Hailstones the size of golf balls hit French villages as thunderstorms swept across parts of Europe on top of an exceptional heatwave, leaving streets, vehicles and buildings damaged while residents were told to stay indoors and brace for power outages.
Weather as a blunt instrument
In south-east France, people reported hailstones with diameters ranging between 5cm and 7cm around Aubenas, Vals-les-Bains and Lalevade-d'Ardèche on Wednesday, and streets were covered with a visible layer of hail. The storm damaged vehicle windscreens and several buildings, as well as vineyards. So much for the tidy little fantasy that the systems running Europe can keep ordinary life insulated from the damage piling up around them. The weather did the hitting, but the consequences landed on homes, roads and livelihoods.
The storms hit countries including France, Germany and Poland, bringing flooding, strong winds and heavy showers with large balls of hail. In France and Poland, torrential rainfall and strong winds led to localised flooding. In the city of Wrocław, south-west Poland, roads and tram tracks were closed because of flooding, while strong winds blew trees on to tram cables. Residents were advised to remain indoors and prepare for power outages. Storms were expected to bring 30-50mm of rain to France, potentially more in some local areas.

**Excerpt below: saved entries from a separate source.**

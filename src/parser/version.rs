//! HTTP protocol versions.

use std::convert::Infallible;
use std::fmt;
use std::str::FromStr;

/// The protocol version declared on the request line.
///
/// Responses echo the client's version, so any token that is not a known
/// HTTP/1.x version is preserved byte for byte.
#[derive(Debug, Clone, PartialEq, Eq)]
pub enum HttpVersion {
    Http10,
    Http11,
    Other(String),
}

impl FromStr for HttpVersion {
    type Err = Infallible;

    fn from_str(s: &str) -> Result<Self, Self::Err> {
        Ok(match s {
            "HTTP/1.0" => HttpVersion::Http10,
            "HTTP/1.1" => HttpVersion::Http11,
            other => HttpVersion::Other(other.to_string()),
        })
    }
}

impl fmt::Display for HttpVersion {
    fn fmt(&self, f: &mut fmt::Formatter<'_>) -> fmt::Result {
        match self {
            HttpVersion::Http10 => write!(f, "HTTP/1.0"),
            HttpVersion::Http11 => write!(f, "HTTP/1.1"),
            HttpVersion::Other(token) => f.write_str(token),
        }
    }
}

The state tells people to wait
The advice in Wrocław was simple enough: stay inside and prepare for outages. That’s what passes for protection when public life depends on infrastructure that can be shut down by flooding, wind and fallen trees in a matter of hours. Roads close. Tram tracks close. Power becomes uncertain. The city keeps moving only until it doesn’t.
The article also said that in Asia, heavy rainfall and flooding associated with the monsoon in Bangladesh has killed at least 53 people. In the capital, Dhaka, and the surrounding areas, it has been raining for more than a week, with severe warnings for flooding and landslides. The latter covered a school in mud and debris, killing several schoolgirls and their teacher last week. The scale is brutal, and the language is clinical. A school buried in mud. Children and a teacher dead. A warning issued after the fact.
One of the worst-affected areas has been the Cox's Bazar refugee settlement, from which residents were evacuated. The Chattogram district recorded 412.3mm of rain in 24 hours, the highest single-day July rainfall in the past 42 years. Overall, about a million people have been affected and thousands are living in government shelters. The knee-deep flooding led to travel disruption, power outages and slower emergency service response times.
Refugees, shelters and the machinery of delay
Cox's Bazar refugee settlement sits inside a disaster zone that already carries the mark of state management. Residents were evacuated. Thousands are now in government shelters. About a million people have been affected. The response is framed as emergency care, but the facts on the ground are travel disruption, power outages and slower emergency service response times. The apparatus arrives late, then calls that response.
Bangladesh is prone to flooding from the monsoon, as it is a low-lying country with multiple rivers, increasing the risk of flooding. Further intense downpours and prolonged rainfall is forecast, bringing further risks for flash flooding and landslides. That forecast hangs over everything else. More rain. More risk. More people pushed into the same cycle of evacuation, shelter and damage while the institutions around them keep counting, warning and managing the aftermath.
Europe’s storms and Bangladesh’s floods are different events, but the pattern is the same: ordinary people absorb the shock while the systems above them issue advisories, close roads, and wait for the water to rise.